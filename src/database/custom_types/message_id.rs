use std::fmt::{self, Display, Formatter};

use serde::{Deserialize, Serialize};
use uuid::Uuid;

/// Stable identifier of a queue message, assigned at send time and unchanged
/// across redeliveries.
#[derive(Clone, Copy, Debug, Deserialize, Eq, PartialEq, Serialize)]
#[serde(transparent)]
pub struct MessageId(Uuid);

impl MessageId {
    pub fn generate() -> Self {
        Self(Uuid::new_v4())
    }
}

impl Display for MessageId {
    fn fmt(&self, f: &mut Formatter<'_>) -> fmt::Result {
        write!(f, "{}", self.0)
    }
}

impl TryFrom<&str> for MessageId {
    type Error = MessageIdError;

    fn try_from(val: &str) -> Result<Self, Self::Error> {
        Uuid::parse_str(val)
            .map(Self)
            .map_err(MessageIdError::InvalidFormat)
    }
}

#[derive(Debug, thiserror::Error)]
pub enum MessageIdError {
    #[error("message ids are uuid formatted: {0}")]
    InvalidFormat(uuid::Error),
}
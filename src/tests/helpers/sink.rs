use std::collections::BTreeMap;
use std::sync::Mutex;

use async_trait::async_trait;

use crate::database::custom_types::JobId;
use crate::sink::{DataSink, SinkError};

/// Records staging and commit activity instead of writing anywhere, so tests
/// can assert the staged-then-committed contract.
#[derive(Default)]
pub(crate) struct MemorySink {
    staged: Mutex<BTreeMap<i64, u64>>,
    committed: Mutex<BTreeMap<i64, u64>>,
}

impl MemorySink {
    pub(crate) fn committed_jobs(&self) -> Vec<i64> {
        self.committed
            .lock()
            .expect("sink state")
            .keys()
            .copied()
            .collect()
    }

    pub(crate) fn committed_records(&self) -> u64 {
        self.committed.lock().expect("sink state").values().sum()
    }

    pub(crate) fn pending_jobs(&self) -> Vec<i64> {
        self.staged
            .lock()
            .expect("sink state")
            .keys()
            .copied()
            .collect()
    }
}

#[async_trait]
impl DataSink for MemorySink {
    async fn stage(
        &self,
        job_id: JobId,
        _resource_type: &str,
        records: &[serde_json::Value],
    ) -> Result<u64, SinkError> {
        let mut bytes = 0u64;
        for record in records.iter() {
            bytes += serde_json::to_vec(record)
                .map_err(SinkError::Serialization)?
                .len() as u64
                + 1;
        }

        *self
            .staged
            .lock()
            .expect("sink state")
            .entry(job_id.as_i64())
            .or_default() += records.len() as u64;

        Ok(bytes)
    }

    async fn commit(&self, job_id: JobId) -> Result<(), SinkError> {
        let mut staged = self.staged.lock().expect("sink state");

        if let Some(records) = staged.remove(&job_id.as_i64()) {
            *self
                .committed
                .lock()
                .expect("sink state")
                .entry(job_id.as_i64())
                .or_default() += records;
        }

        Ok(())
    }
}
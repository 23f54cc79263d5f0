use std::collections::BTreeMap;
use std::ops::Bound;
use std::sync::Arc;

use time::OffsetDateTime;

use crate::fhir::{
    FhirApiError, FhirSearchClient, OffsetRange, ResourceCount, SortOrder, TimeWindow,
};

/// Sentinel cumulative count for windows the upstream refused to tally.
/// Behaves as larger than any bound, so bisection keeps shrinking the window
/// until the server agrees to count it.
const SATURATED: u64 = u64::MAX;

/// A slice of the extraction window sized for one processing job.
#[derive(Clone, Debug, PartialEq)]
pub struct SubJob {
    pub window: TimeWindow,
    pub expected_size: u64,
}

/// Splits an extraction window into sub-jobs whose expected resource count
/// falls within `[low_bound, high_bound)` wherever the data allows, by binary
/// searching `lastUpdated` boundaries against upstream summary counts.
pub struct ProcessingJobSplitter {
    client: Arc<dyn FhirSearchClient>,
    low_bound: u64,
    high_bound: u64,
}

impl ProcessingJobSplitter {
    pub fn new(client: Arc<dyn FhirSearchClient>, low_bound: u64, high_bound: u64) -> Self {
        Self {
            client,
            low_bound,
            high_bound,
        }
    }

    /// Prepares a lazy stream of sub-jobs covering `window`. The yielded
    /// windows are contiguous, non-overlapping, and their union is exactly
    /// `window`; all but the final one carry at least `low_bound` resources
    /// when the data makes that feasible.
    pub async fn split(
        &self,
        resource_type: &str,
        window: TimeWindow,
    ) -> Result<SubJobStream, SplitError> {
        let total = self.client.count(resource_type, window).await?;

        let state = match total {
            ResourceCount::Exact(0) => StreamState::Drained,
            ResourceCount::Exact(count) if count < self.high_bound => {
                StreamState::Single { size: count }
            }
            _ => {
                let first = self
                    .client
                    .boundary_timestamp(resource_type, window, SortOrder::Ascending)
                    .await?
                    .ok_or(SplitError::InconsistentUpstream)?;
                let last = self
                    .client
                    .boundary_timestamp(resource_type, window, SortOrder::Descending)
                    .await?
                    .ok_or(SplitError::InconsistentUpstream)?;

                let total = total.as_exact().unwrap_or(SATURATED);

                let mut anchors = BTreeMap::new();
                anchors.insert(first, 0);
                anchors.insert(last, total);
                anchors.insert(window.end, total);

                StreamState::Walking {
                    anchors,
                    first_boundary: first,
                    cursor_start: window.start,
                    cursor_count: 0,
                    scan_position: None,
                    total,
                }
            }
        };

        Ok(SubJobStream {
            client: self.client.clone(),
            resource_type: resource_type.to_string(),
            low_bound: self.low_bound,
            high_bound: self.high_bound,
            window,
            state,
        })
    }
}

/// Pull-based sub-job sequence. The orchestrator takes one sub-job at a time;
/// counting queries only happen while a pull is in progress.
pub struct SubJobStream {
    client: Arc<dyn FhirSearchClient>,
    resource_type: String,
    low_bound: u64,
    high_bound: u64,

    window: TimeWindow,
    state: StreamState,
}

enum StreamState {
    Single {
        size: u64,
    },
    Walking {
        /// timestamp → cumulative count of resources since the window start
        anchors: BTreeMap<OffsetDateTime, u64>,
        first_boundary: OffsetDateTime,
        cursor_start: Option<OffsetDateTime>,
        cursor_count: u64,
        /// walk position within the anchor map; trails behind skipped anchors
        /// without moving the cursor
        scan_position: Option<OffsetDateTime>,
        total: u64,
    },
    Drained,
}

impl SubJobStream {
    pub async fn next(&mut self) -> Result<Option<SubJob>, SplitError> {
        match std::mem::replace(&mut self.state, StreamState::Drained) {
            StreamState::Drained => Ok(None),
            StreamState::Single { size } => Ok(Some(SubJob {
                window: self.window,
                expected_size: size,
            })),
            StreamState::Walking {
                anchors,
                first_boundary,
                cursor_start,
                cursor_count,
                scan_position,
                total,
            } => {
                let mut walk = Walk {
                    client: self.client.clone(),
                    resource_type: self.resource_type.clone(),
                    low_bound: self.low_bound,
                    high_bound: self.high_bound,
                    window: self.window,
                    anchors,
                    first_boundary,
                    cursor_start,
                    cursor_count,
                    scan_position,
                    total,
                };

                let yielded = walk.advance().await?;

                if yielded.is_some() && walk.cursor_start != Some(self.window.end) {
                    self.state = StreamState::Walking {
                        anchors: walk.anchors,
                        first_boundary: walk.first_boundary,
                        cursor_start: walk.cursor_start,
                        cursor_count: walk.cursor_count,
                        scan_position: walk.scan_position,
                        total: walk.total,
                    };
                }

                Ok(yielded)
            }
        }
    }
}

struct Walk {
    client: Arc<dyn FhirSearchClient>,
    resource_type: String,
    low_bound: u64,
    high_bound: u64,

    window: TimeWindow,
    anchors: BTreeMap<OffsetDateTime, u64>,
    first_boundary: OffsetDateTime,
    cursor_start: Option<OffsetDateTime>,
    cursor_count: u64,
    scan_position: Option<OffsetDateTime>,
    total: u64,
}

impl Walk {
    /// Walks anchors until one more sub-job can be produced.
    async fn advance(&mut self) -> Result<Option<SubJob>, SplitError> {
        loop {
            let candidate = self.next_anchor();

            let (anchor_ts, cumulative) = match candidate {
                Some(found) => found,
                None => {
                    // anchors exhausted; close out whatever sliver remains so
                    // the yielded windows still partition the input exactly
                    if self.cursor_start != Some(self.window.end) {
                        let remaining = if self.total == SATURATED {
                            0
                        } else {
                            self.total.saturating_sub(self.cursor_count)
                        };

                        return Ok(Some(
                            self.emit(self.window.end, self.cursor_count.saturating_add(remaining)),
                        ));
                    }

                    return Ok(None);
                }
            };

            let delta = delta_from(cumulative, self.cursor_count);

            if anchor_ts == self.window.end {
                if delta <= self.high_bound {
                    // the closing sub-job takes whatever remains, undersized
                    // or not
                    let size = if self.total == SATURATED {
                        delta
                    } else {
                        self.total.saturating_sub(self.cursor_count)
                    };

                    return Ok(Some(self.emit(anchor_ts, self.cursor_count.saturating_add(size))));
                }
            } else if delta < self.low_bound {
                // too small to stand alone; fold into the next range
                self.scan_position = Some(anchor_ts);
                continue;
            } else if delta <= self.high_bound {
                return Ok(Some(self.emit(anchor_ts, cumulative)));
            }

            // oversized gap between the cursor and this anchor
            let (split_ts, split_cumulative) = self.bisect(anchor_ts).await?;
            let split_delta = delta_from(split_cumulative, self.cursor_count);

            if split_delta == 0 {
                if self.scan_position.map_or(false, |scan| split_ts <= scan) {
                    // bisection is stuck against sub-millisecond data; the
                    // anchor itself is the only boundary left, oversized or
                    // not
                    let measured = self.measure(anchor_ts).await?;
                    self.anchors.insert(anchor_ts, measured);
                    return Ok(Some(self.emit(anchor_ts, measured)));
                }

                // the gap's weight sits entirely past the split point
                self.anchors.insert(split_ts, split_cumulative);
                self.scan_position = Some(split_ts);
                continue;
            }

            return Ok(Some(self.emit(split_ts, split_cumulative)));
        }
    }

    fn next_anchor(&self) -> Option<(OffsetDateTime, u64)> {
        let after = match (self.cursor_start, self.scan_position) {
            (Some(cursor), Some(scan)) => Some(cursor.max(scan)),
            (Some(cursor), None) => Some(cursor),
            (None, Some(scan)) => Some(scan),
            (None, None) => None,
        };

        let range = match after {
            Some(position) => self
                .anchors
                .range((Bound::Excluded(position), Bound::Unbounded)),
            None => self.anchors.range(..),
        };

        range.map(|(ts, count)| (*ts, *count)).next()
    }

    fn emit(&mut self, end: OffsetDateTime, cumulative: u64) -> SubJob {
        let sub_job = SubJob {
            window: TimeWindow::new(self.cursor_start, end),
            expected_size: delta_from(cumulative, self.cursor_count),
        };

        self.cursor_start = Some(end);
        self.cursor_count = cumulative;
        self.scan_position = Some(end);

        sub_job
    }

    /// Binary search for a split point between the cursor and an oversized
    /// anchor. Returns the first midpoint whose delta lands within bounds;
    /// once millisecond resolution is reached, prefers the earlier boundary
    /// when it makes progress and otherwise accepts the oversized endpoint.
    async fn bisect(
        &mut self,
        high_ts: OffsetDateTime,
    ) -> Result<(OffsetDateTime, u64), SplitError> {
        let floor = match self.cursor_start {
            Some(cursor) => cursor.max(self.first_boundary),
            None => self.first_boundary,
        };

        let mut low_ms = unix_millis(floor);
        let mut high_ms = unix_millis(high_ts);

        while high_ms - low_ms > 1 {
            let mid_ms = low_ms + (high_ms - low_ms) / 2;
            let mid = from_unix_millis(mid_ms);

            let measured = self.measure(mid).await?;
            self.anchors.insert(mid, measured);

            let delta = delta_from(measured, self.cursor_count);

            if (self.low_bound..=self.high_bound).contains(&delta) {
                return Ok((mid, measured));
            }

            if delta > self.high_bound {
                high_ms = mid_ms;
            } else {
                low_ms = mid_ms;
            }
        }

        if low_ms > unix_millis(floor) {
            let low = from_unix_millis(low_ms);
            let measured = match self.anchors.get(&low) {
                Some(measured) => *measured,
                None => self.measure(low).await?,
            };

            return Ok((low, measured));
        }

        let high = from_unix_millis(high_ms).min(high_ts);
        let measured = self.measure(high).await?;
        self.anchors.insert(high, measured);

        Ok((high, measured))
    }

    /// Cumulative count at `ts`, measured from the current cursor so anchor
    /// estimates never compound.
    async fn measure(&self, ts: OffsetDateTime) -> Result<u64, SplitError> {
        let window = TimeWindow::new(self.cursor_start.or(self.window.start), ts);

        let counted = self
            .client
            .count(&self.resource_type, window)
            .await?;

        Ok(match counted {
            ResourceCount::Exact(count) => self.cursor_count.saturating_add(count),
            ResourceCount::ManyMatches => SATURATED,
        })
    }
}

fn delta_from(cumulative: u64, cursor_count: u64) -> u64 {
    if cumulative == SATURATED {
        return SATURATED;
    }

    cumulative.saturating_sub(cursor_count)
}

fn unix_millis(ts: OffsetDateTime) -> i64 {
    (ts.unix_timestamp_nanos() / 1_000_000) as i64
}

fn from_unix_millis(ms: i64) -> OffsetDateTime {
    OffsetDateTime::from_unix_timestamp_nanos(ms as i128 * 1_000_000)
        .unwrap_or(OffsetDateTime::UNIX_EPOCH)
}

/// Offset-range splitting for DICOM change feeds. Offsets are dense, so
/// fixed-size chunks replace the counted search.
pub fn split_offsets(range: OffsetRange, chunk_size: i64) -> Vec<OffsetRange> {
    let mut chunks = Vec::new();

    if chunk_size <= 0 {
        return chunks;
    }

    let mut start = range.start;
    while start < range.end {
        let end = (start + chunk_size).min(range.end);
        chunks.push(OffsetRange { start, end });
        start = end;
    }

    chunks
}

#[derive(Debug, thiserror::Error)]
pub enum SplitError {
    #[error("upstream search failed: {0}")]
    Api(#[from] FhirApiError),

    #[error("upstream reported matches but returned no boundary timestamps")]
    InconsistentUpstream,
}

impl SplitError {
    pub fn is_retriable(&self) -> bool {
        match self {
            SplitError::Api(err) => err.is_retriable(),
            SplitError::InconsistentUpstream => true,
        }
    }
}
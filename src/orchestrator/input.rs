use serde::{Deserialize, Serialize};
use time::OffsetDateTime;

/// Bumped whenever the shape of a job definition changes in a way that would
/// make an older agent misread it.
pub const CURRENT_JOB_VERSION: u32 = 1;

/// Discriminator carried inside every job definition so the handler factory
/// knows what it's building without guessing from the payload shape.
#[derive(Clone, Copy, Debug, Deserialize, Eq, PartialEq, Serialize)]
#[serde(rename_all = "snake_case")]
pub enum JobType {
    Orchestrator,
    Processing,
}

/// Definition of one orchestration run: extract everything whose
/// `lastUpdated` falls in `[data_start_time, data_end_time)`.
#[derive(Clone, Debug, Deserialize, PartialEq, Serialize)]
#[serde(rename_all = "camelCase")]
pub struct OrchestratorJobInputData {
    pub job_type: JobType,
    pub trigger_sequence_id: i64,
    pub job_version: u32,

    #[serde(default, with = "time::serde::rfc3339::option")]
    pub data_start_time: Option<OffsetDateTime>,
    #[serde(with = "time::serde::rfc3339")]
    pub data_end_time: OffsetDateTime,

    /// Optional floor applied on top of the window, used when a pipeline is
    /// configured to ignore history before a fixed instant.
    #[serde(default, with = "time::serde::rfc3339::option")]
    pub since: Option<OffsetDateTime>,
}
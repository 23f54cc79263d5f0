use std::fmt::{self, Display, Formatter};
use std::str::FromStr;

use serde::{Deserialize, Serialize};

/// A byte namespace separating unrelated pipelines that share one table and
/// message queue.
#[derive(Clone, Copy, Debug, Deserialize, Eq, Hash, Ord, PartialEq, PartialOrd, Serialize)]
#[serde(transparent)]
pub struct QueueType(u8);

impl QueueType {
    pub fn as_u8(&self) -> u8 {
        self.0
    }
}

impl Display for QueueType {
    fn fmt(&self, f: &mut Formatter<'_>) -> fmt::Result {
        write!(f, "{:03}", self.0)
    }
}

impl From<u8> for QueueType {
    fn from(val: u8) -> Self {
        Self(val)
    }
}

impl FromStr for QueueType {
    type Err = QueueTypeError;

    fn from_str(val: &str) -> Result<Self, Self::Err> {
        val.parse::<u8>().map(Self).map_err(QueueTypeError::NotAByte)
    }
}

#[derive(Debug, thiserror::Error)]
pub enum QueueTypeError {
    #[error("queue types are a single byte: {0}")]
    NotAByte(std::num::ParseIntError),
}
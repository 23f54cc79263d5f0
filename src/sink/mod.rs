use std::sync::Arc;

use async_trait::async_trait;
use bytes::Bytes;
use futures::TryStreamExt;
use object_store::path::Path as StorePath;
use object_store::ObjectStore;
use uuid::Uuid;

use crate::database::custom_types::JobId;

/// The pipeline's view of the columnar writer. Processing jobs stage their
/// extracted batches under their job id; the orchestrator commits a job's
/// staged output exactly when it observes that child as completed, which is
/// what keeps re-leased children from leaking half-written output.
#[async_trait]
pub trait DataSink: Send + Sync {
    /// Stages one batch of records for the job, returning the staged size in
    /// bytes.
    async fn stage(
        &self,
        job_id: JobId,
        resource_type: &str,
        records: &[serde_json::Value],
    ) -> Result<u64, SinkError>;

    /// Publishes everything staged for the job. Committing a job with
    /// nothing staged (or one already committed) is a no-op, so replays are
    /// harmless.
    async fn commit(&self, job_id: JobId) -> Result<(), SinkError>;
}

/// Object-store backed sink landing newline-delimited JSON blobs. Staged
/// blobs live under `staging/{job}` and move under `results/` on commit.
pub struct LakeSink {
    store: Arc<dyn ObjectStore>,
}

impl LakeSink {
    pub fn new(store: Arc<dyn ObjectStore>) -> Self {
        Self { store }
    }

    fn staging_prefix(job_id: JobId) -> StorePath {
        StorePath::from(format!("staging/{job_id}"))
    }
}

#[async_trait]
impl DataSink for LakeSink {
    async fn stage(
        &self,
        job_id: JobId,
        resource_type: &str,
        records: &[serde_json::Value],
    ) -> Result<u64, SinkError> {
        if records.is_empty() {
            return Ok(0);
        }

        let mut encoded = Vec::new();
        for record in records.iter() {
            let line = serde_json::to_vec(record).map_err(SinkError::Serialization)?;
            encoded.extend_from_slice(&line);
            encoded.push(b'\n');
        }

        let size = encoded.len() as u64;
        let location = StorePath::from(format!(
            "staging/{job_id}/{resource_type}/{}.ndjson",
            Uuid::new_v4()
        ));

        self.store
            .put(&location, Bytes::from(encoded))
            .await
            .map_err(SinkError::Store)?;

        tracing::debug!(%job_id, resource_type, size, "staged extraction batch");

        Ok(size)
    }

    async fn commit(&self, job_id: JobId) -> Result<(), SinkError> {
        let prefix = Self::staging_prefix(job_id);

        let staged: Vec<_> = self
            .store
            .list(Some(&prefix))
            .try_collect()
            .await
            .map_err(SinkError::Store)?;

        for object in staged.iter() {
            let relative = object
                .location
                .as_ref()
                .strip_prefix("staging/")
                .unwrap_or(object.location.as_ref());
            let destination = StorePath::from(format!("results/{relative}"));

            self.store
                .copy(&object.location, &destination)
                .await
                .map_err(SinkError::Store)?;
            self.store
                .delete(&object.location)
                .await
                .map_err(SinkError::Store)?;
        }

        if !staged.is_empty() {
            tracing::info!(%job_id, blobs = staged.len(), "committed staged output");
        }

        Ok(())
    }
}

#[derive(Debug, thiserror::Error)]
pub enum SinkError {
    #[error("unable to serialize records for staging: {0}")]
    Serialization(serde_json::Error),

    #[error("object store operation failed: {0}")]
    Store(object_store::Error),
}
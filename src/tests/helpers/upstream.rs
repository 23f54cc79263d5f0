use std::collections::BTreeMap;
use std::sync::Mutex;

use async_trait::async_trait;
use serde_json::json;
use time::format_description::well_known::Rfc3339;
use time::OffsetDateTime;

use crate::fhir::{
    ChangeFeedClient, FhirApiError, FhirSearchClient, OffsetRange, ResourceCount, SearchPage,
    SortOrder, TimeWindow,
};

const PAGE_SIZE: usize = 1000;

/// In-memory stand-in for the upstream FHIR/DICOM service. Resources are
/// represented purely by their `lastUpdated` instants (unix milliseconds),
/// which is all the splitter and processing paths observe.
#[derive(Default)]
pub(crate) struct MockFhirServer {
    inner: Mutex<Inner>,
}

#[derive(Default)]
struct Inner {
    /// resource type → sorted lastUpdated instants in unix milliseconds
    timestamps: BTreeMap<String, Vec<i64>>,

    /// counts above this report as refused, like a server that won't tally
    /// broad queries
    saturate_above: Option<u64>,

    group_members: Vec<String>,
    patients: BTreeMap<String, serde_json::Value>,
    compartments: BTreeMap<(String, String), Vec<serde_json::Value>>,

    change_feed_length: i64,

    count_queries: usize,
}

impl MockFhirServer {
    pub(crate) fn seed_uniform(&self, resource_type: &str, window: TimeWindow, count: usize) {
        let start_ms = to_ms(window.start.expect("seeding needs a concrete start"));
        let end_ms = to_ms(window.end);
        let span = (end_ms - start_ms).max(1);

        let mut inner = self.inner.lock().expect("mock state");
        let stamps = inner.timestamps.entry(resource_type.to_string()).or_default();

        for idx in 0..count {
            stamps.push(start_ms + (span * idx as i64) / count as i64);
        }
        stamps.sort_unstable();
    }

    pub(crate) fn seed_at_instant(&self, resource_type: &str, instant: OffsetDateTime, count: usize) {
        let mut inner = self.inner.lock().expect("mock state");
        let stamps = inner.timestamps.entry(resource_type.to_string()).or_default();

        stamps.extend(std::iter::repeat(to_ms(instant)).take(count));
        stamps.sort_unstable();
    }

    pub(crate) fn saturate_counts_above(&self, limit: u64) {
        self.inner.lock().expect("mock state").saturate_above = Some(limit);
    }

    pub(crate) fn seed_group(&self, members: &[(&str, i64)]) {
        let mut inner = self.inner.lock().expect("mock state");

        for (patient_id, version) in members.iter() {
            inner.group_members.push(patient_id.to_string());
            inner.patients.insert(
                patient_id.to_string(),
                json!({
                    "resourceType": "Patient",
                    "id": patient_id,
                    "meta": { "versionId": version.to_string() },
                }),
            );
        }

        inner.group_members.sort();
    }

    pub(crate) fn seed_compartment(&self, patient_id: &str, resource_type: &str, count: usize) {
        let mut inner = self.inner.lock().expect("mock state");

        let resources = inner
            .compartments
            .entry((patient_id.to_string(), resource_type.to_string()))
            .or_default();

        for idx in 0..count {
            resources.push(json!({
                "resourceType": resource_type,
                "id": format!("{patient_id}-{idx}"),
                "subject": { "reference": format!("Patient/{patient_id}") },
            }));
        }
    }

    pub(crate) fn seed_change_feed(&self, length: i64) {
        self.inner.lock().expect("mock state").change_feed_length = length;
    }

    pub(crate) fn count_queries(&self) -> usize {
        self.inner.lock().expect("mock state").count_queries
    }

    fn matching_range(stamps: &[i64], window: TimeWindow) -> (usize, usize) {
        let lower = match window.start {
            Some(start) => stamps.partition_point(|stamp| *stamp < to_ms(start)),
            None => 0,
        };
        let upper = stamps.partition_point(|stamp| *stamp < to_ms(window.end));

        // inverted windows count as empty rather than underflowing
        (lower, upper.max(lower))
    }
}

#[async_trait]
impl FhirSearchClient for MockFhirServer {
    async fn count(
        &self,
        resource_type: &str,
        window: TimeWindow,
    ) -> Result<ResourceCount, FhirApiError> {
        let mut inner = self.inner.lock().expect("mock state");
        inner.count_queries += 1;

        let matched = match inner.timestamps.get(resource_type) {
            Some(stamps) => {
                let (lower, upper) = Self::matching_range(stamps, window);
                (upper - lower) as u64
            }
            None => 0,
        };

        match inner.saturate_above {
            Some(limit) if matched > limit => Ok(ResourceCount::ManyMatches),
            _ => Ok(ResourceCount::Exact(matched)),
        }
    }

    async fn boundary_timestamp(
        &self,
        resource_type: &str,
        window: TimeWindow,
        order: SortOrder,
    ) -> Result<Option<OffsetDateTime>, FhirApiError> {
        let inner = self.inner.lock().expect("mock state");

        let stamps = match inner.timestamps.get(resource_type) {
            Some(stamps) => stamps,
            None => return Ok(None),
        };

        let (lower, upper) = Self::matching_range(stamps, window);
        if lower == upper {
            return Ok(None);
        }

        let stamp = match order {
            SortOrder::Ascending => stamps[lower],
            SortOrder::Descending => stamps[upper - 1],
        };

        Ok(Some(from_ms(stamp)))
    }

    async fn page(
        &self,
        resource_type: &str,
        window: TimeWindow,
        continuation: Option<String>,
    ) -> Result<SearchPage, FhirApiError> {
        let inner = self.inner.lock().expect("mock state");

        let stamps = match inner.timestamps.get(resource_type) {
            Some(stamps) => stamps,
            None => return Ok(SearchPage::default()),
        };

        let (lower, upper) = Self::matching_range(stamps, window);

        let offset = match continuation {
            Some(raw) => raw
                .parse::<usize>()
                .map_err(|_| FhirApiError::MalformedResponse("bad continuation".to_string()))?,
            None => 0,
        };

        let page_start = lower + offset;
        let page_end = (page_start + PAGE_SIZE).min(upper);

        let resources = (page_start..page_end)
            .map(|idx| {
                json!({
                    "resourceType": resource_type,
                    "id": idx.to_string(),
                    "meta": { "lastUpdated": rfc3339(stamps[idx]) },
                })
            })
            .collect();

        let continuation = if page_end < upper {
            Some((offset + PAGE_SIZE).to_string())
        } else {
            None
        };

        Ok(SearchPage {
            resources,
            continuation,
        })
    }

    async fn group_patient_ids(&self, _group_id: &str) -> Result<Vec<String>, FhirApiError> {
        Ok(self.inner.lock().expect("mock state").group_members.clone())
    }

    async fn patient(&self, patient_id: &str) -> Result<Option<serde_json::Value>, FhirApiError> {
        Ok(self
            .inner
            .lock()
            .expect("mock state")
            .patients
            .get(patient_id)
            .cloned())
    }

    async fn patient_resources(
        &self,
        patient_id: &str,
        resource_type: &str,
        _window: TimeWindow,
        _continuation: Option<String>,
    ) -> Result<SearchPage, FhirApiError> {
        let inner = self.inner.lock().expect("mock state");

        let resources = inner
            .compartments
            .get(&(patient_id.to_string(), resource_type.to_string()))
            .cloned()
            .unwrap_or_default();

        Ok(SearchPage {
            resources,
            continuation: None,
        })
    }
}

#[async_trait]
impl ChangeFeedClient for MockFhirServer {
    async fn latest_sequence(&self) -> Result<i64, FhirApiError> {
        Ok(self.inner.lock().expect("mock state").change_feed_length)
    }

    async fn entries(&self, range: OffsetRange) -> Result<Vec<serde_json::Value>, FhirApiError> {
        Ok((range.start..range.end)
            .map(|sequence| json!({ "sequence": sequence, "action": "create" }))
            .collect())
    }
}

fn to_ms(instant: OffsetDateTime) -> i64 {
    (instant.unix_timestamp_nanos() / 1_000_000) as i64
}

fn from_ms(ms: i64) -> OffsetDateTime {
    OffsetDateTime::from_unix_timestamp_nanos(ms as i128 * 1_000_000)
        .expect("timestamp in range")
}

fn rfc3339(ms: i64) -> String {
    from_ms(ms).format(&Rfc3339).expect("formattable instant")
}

##########

- Your instructions -
All lines with the string "DICOM" must be copied from the data.

- Reply to the exercise -
/// Offset-range splitting for DICOM change feeds. Offsets are dense, so
/// In-memory stand-in for the upstream FHIR/DICOM service. Resources are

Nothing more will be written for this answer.